[Saved data entries]
>>

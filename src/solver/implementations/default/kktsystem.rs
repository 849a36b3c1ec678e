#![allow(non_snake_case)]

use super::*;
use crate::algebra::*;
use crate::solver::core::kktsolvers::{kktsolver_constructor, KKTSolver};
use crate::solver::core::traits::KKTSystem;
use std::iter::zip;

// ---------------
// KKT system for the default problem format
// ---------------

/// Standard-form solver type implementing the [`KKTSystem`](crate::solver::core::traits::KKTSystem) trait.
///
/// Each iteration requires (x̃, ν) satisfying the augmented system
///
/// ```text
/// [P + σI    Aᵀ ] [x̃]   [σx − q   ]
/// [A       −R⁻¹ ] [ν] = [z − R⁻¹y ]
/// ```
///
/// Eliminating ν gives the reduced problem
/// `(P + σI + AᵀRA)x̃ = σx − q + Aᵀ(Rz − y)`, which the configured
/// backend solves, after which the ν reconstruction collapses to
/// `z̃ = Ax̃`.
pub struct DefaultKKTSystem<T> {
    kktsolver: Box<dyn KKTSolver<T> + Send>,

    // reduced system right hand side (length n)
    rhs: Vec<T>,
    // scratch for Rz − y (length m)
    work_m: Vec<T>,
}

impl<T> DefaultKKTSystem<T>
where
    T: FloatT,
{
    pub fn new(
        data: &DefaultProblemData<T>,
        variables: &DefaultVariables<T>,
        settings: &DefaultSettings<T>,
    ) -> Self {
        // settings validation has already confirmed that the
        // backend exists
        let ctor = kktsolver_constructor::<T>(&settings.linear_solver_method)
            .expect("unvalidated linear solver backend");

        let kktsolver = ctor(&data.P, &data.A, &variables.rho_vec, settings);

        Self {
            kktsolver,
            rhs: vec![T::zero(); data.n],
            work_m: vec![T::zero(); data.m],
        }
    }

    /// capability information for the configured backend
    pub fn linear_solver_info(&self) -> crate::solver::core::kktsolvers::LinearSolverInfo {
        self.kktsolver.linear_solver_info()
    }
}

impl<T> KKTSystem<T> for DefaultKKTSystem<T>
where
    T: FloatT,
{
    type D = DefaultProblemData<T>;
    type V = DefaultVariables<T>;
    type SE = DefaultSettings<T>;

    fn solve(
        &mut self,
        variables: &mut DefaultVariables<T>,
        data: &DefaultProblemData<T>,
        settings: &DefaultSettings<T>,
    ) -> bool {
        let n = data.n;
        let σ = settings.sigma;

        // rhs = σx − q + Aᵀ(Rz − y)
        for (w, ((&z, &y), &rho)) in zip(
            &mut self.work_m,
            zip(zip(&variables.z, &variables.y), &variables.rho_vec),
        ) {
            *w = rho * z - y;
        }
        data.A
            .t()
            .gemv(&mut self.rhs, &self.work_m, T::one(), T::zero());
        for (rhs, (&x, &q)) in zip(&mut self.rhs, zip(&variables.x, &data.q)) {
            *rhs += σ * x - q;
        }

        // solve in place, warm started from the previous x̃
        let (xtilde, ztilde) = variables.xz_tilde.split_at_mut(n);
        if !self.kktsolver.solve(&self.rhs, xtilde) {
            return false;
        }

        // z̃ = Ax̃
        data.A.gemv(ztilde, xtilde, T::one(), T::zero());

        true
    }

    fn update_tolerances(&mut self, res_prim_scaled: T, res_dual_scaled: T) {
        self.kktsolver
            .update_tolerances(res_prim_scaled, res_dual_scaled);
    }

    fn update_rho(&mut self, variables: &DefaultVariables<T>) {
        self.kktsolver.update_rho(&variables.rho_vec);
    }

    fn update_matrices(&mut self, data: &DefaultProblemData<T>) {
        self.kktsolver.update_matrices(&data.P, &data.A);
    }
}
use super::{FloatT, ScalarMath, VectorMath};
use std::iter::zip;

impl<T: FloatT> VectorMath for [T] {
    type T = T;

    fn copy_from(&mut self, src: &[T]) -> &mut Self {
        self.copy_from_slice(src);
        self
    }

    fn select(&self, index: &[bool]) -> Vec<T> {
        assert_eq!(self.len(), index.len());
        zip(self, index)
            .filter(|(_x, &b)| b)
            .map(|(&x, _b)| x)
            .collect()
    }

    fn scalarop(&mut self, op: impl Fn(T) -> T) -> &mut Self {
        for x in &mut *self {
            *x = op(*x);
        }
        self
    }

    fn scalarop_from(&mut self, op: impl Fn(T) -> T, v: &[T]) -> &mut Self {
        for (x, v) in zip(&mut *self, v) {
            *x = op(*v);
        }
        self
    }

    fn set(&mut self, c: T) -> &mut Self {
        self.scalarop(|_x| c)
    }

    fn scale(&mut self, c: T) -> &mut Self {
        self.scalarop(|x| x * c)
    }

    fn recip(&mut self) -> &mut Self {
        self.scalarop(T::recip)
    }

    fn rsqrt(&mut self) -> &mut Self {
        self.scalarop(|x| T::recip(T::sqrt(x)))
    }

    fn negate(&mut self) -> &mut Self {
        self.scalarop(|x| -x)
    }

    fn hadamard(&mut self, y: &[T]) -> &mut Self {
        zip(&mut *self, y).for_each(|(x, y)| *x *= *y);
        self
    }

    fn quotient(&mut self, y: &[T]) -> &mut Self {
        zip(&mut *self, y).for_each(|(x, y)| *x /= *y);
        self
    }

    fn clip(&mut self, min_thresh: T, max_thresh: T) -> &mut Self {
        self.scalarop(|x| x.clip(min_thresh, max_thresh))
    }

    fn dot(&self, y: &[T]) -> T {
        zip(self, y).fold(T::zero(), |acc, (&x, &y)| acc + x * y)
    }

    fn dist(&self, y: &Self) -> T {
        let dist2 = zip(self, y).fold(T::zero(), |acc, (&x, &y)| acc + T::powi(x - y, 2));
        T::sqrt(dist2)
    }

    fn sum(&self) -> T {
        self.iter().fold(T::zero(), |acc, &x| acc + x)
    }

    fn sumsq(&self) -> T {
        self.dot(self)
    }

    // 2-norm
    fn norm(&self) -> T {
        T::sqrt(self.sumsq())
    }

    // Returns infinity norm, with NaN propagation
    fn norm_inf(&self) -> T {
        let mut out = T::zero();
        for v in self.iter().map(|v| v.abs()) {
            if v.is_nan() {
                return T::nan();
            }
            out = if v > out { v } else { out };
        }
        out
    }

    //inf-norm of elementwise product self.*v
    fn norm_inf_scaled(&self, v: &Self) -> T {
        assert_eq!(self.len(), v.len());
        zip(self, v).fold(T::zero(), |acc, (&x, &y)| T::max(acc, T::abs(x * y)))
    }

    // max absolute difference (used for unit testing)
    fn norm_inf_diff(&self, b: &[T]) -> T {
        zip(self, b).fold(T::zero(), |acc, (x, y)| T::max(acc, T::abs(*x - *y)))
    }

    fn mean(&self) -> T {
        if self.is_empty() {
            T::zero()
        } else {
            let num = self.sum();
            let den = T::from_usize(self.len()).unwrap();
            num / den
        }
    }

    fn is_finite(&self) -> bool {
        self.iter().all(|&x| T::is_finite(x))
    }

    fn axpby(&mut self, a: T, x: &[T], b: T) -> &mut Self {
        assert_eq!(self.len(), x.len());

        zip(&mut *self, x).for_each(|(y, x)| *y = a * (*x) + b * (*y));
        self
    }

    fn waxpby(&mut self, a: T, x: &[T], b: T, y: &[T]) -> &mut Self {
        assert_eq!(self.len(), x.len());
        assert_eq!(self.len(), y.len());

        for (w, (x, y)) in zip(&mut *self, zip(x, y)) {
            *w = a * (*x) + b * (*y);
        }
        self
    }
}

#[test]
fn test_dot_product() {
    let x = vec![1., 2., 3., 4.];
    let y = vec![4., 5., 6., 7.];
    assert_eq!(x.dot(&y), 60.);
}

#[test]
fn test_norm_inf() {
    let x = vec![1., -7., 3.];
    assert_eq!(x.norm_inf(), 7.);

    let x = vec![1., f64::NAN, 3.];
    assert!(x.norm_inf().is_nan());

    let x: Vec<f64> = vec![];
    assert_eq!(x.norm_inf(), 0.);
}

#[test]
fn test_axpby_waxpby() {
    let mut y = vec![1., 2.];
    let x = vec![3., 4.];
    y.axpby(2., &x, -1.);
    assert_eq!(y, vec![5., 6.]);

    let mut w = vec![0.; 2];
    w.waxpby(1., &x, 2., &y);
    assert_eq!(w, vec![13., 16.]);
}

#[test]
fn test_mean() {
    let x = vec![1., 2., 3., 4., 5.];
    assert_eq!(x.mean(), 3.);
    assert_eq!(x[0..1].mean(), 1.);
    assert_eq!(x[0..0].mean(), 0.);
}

<<

▶ WHAT YOU HAVE TO DO: Copy out every line from the records that has the word "VectorMath".

▶ YOUR SOLUTION:
use super::{FloatT, ScalarMath, VectorMath};
impl<T: FloatT> VectorMath for [T] {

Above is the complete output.